Die beiden Frauen müssen sich zuerst an den dämmrigen Ort gewöhnen, an den sie der Fremde so unwirsch geführt hat. Der Duft von Thymian liegt in der Luft. Chandaraissa und Europa atmen genüsslich ein. Die Hitze, der Nachmittag, die Stille – alles scheint in diesem Augenblick besonders stark auf sie zu wirken. Da ist keine Angst in ihnen. Wie kann das sein? Eben noch fühlten sie sich verfolgt, wüste Gestalten mit bösen Absichten auf ihren Fersen, von einer Sandwolke umtobt, und jetzt diese Stille in diesem Innenhof. Die beiden stehen eng umschlungen da im Halbdunkel und schauen voller Erwartung auf ihren unverhofften Retter. Jetzt haben sich die Augen an die neue Situation gewöhnt. Er ist jung, groß, hat lang gewelltes Haar, das ungeordnet um sein Gesicht wallt, seine großen blauen Augen schauen sie freundlich an, sein Mund, ein feines Lächeln andeutend, geschlossen. Sein Gewand verstaubt. Er wirkt auf die Priesterinnen eher wie ein Künstler, ein Sänger vielleicht, ein Tänzer. Schließlich wagt Europa zu fragen:
„Wer bist du und warum geschieht das gerade hier?“
Der gedrungene, alte Olivenbaum, hat sicher schon vieles erlebt in seinem langen Leben, aber was nun zu hören ist, scheint auch ihm nur wunderbar:
„Zur Zeit nenne ich mich Sosyniod (da erinnert sich Europa, dass sie ihn schon einmal gesehen hat) und bin unterwegs, den Unsinn von drei alten Männern zu verhindern, den die gerade aus Langeweile und Mutwillen ins Werk zu setzen versuchen. Denn eure Pläne scheinen mir viel schöner und wichtiger für die Menschen hier auf der Insel als der gewaltsame Unfrieden, den die da gerade über der Erde ausschütten.“
Dann ist es wieder still im Innenhof auf der Insel, auf der Zeus einst versteckt worden sein soll. So sagt man jedenfalls.

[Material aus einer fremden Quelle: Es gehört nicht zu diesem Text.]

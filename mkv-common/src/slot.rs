//! Cluster hash slots.

/// Number of partitions in the cluster key space.
pub const SLOT_COUNT: u16 = 16384;

/// Calculates the slot for a key, honoring `{hash tags}`.
///
/// Only the bytes between the first `{` and the next `}` are hashed, and only
/// when that span is non-empty, so `{user1}.name` and `{user1}.age` share a slot.
pub fn hash_slot(key: &[u8]) -> u16 {
    if let Some(start) = key.iter().position(|&b| b == b'{') {
        if let Some(len) = key[start + 1..].iter().position(|&b| b == b'}') {
            if len > 0 {
                return crc16(&key[start + 1..start + 1 + len]) % SLOT_COUNT;
            }
        }
    }
    crc16(key) % SLOT_COUNT
}

/// CRC16/XMODEM, as mandated by the cluster specification.
fn crc16(data: &[u8]) -> u16 {
    let mut crc: u16 = 0;
    for &byte in data {
        crc ^= (byte as u16) << 8;
        for _ in 0..8 {
            if crc & 0x8000 != 0 {
                crc = (crc << 1) ^ 0x1021;
            } else {
                crc <<= 1;
            }
        }
    }
    crc
}

#[cfg(test)]
mod tests {
    use super::*;

    #[test]
    fn crc16_known_vector() {
        assert_eq!(crc16(b"123456789"), 0x31C3);
    }

    #[test]
    fn hash_tags_colocate_keys() {
        assert_eq!(hash_slot(b"{user1}.name"), hash_slot(b"{user1}.age"));
        assert_eq!(hash_slot(b"{user1}.name"), hash_slot(b"user1"));
    }

    #[test]
    fn empty_tag_hashes_whole_key() {
        assert_eq!(hash_slot(b"{}foo"), crc16(b"{}foo") % SLOT_COUNT);
        assert_eq!(hash_slot(b"foo{"), crc16(b"foo{") % SLOT_COUNT);
    }

    #[test]
    fn only_first_tag_counts() {
        assert_eq!(hash_slot(b"{a}{b}"), hash_slot(b"a"));
        assert_eq!(hash_slot(b"{{a}}"), hash_slot(b"{a"));
    }

    #[test]
    fn known_slots() {
        assert_eq!(hash_slot(b"foo"), 12182);
        assert_eq!(hash_slot(b"bar"), 5061);
    }
}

Aber der Klang seiner Stimme, seine kleinen Gesten beim Sprechen, sein freundlicher Blick, all das berührt Chandaraissa und Europa sehr.
„Wir danken dir, Fremder. Aber sag, kennst du auch die große Göttin, zu der wir beten und die uns Vorbild und Hoffnung ist?“
Europa hält den Atem an. Ob das jetzt die richtige Frage war, die da gerade Chandaraissa dem Fremden gestellt hatte? Der nickt nur. Und lächelt. Eine wohltuende Stille breitet sich aus. Die beiden Priesterinnen haben gerade das Gefühl, dass alles, was sie für richtig halten – ihre Geduld, ihre Lebensfreude, ihre Sanftmut, ihre Botschaft der Liebe und des Vertrauens – von diesem Fremden nur verstärkt wird in ihnen. Ein wunderbares Gefühl. Und beide träumen für einen kurzen Augenblick von dem Tanzfest, das sie gerade mit den jungen Priesterinnen vorbereiten: Da wird ihre Botschaft an alle, die es sehen und hören werden, weiter gereicht werden, wird Früchte tragen.